Она сильно утомлена и хочет глотнуть свежего воздуха, а потому покидает душный закуток, освещенный керосиновыми лампами, и проходит через помещение командного пункта, где офицеры наносят на карты обстановку, снуют с донесениями связные, а кто-то просто курит и болтает с соседом, пристроившись с винтовкой между колен на ступеньках или прислонившись к стене.
В глубине, вокруг большого стола, застеленного картами, обсуждают положение подполковник Ланда, майор Карбонелль и комиссар бригады. Спиной к Пато стоит еще один офицер, похожий на капитана Баскуньяну, с которым она вчера разговаривала в сосняке. Похоже, у них идет довольно горячий спор – комиссар Русо уже дважды стукнул по столу кулаком.
– Далеко не уходи, – предупреждает лейтенант Харпо, когда Пато проходит мимо. – Сама видишь, что тут у нас творится.
– А вообще как?
– Могло быть и лучше.
В воздухе, пропитанном табаком и потом, гудят возбужденные и встревоженные голоса этого мужского многолюдья, и Пато вздыхает с облегчением, когда наконец выбирается наружу, на яркий свет дня, в большое патио с выбеленными стенами.
В дальнем его конце, где прежде хранили всякий сельскохозяйственный инвентарь, теперь перевязывают и сортируют раненых, скорбным потоком поступающих из городка, – одни на своих ногах, другие на носилках. Под брезентовым навесом громоздятся зеленые склянки с противостолбнячной сывороткой, тюки с бинтами и марлей; бутыли с хлороформом. Там и тут видны обмотанные окровавленным тряпьем головы, незрячие глаза, руки на перевязи, раздробленные ноги, болтающиеся на носилках, залитых кровью до самых рукоятей. Прибывших усаживают в тень, и врач с четырьмя помощниками-практикантами осматривает их, распределяя по степени тяжести. Одних, наскоро обработав их раны, возвращают на передовую, других отправляют в тыл – к реке, а третьих, безнадежных, укладывают в сторонке, вкалывают им морфин, чтобы затем и вскоре отнести чуть подальше, к стене, и положить в длинный ряд тел, с головой покрытых одеялами: над ними жужжат рои мух и из-под них выглядывают ноги в сапогах или альпаргатах.
Пато, сунув руки в карманы комбинезона, смотрит на них издали и вспоминает фашистские бомбардировки Мадрида, женщин и детей, разорванных на куски или раздавленных обломками домов. Не раз, выходя из здания своей компании, она видела изуродованные трупы, а однажды бомба разнесла вертящуюся входную дверь, и охранявший ее штурмгвардеец – симпатичный усач, неизменно заигрывавший с девушкой, – раненный осколками, ослепший, ворочался в луже крови, зовя на помощь.
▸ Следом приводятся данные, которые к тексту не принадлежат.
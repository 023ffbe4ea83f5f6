//! Create a plan in a meeting, or edit an existing one.

use std::sync::Arc;

use async_trait::async_trait;
use moim_core::time::is_after;
use moim_core::{Clock, LoadResult};
use moim_data::PlanRepository;
use moim_events::{PlanChange, PlanChangeKind, PlanItemBus, ScreenId};
use moim_model::{Place, PlanDraft, PlanItem};
use serde::Serialize;

use crate::container::AppContainer;
use crate::view::{Feature, Route, Screen, StateHolder, ViewScope};

#[derive(Debug, Clone, Default, PartialEq, Serialize)]
pub struct PlanWriteContent {
    pub meeting_id: String,
    /// Set when editing an existing plan.
    pub plan_id: Option<String>,
    pub name: String,
    /// Server time string, e.g. `2024-05-03 19:00:00`.
    pub plan_time: String,
    pub place_name: String,
    pub address: String,
    pub weather_address: String,
    pub latitude: f64,
    pub longitude: f64,
    pub search_results: Vec<Place>,
}

impl PlanWriteContent {
    fn draft(&self) -> PlanDraft {
        PlanDraft {
            name: self.name.trim().to_string(),
            plan_time: self.plan_time.clone(),
            place_name: self.place_name.clone(),
            address: self.address.clone(),
            weather_address: self.weather_address.clone(),
            latitude: self.latitude,
            longitude: self.longitude,
        }
    }

    /// A plan needs a name, a place and a time that has not passed yet.
    pub fn can_submit(&self, clock: &dyn Clock) -> bool {
        !self.name.trim().is_empty()
            && !self.place_name.is_empty()
            && is_after(&self.plan_time, clock.now())
    }
}

#[derive(Debug, Clone)]
pub enum PlanWriteAction {
    Back,
    ChangeName(String),
    ChangeTime(String),
    /// Search places around `x` (longitude) and `y` (latitude).
    SearchPlace { keyword: String, x: f64, y: f64 },
    SelectPlace(Place),
    Submit,
}

pub struct PlanWrite {
    id: ScreenId,
    holder: StateHolder<PlanWriteContent>,
    plans: Arc<dyn PlanRepository>,
    bus: Arc<PlanItemBus>,
    clock: Arc<dyn Clock>,
}

/// Open the form for a new plan in `meeting_id`, or prefilled with `plan`.
pub fn open(
    container: &AppContainer,
    meeting_id: &str,
    plan: Option<PlanItem>,
) -> Screen<PlanWrite> {
    let content = match plan {
        Some(item) => PlanWriteContent {
            meeting_id: meeting_id.to_string(),
            plan_id: Some(item.post_id),
            name: item.post_name,
            plan_time: item.plan_at,
            place_name: item.place_name,
            weather_address: if item.weather_address.is_empty() {
                item.address.clone()
            } else {
                item.weather_address
            },
            address: item.address,
            latitude: item.latitude,
            longitude: item.longitude,
            search_results: Vec::new(),
        },
        None => PlanWriteContent {
            meeting_id: meeting_id.to_string(),
            ..Default::default()
        },
    };

    let feature = Arc::new(PlanWrite {
        id: ScreenId::new(),
        holder: StateHolder::with_state(LoadResult::Success(content)),
        plans: Arc::clone(&container.repositories.plan),
        bus: Arc::clone(&container.plan_bus),
        clock: Arc::clone(&container.clock),
    });
    Screen::new(feature, ViewScope::new())
}

#[async_trait]
impl Feature for PlanWrite {
    type Content = PlanWriteContent;
    type Action = PlanWriteAction;

    fn holder(&self) -> &StateHolder<PlanWriteContent> {
        &self.holder
    }

    async fn handle(self: Arc<Self>, action: PlanWriteAction) {
        tracing::debug!(screen = %self.id, ?action, "Plan write action");

        match action {
            PlanWriteAction::Back => self.holder.navigate(Route::Back),
            PlanWriteAction::ChangeName(name) => {
                self.holder.update_success(|c| c.name = name);
            }
            PlanWriteAction::ChangeTime(plan_time) => {
                self.holder.update_success(|c| c.plan_time = plan_time);
            }
            PlanWriteAction::SearchPlace { keyword, x, y } => {
                self.search_place(keyword.trim(), x, y).await
            }
            PlanWriteAction::SelectPlace(place) => {
                self.holder.update_success(|c| {
                    c.place_name = place.name.clone();
                    c.address = place.display_address().to_string();
                    c.weather_address = place.weather_address().to_string();
                    c.latitude = place.latitude;
                    c.longitude = place.longitude;
                    c.search_results.clear();
                });
            }
            PlanWriteAction::Submit => self.submit().await,
        }
    }
}

impl PlanWrite {
    async fn search_place(&self, keyword: &str, x: f64, y: f64) {
        if keyword.is_empty() {
            self.holder.update_success(|c| c.search_results.clear());
            return;
        }
        let call = self.plans.search_place(keyword, x, y);
        if let Some(places) = self.holder.attempt("search_place", call).await {
            self.holder.update_success(|c| c.search_results = places);
        }
    }

    async fn submit(&self) {
        let Some(content) = self.holder.success() else {
            return;
        };
        if !content.can_submit(self.clock.as_ref()) {
            tracing::debug!(screen = %self.id, "Plan form incomplete");
            return;
        }

        let draft = content.draft();
        let change = match &content.plan_id {
            Some(plan_id) => {
                let call = self.plans.update_plan(plan_id, draft);
                self.holder
                    .attempt("update_plan", call)
                    .await
                    .map(|plan| {
                        let mut item = PlanItem::from_plan(&plan, self.clock.now());
                        // The update reply may omit the ids it was addressed by.
                        if item.post_id.is_empty() {
                            item.post_id = plan_id.clone();
                            item.comment_check_id = plan_id.clone();
                        }
                        if item.meeting_id.is_empty() {
                            item.meeting_id = content.meeting_id.clone();
                        }
                        PlanChangeKind::Edited(item)
                    })
            }
            None => {
                let call = self.plans.create_plan(&content.meeting_id, draft);
                self.holder
                    .attempt("create_plan", call)
                    .await
                    .map(|_| PlanChangeKind::Created {
                        meeting_id: content.meeting_id.clone(),
                    })
            }
        };

        if let Some(kind) = change {
            self.bus.publish(PlanChange::new(self.id, kind));
            self.holder.navigate(Route::Back);
        }
    }
}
– Все это и привело меня сюда, – говорит она вслух, сама того не замечая.
И спохватывается, лишь когда мужской голос за спиной отвечает:
– Всего этого, должно быть, накопилось слишком много.
Пато оборачивается: она смущена и удивлена. Разве что не покраснела. Перед ней стоит капитан Баскуньяна – усы как у Кларка Гейбла, фуражка, не без ухарства сдвинутая набекрень. Щурясь от дыма зажатой во рту сигареты, он разглядывает Пато.
– Эти уже не годятся для исторического анализа, для самокритики и марксистской диалектики, – говорит он, показав подбородком на раненых и мертвых.
Пато не отвечает. Стоит как стояла, дыша глубоко и редко.
– Сигаретку? – предлагает капитан.
Она качает головой. И миг спустя спрашивает:
– Как там дела с нашей Лолой?
– Да никак, – отвечает капитан. – Фашисты держатся, так что готовится новый штурм, и меня прислали внести кое-какие коррективы. Дай бог, чтобы наша артиллерия накрыла мятежников, а не нас. И сделала их более податливыми, когда мы полезем наверх.
– Без комиссара?
Капитан улыбается:
– Да, на этот раз – без него. Но думаю, я и сам справлюсь.
Пато кивает. И замечает, что капитан пристально смотрит на нее. И печаль в его глазах странно уживается с детской улыбкой на губах.
– Все это… – мягко повторяет он.
Пато уклончиво пожимает плечами. Ей, конечно, хочется объяснить свою мысль и особенно – именно этому человеку, стоящему рядом.
– Лучше самой пережить все это, чем спокойно сидеть во втором эшелоне и беспомощно смотреть, как нас убивают франкисты.
И умолкает, засомневавшись, надо ли продолжать или нет. Взгляд капитана помогает ей сделать выбор.
– В первые дни войны, – решается она, – я видела, как женщины-ополченки, пылая страстью и яростью, выходили на улицу драться вместе с пролетариями…
И снова замолкает, не зная, насколько уместно будет договорить.
– Мне кажется, это не совсем твой случай, – замечает Баскуньяна.
Она благодарно кивает – он ухватил самое главное:
– Да, у меня не было ни страсти, ни ярости… Я просто занялась политикой. В восемнадцать лет вступила в Союз женщин-антифашисток. И удивлялась, что Пассионария, Виктория Кент или Маргарита Нелькен собирают больше людей, чем корриды с участием самых прославленных тореро. Меня буквально завораживали фотографии русских женщин на обложках «Эстампы» или «Мундо графико»…
– И тебе хотелось стать одной из них, – договаривает за нее капитан.
– Я и стала. Или пытаюсь стать.
– Но сейчас редко можно встретить женщину на фронте.
– Да, я знаю… О нас идет дурная слава.
– Я не об этом, – качает головой Баскуньяна.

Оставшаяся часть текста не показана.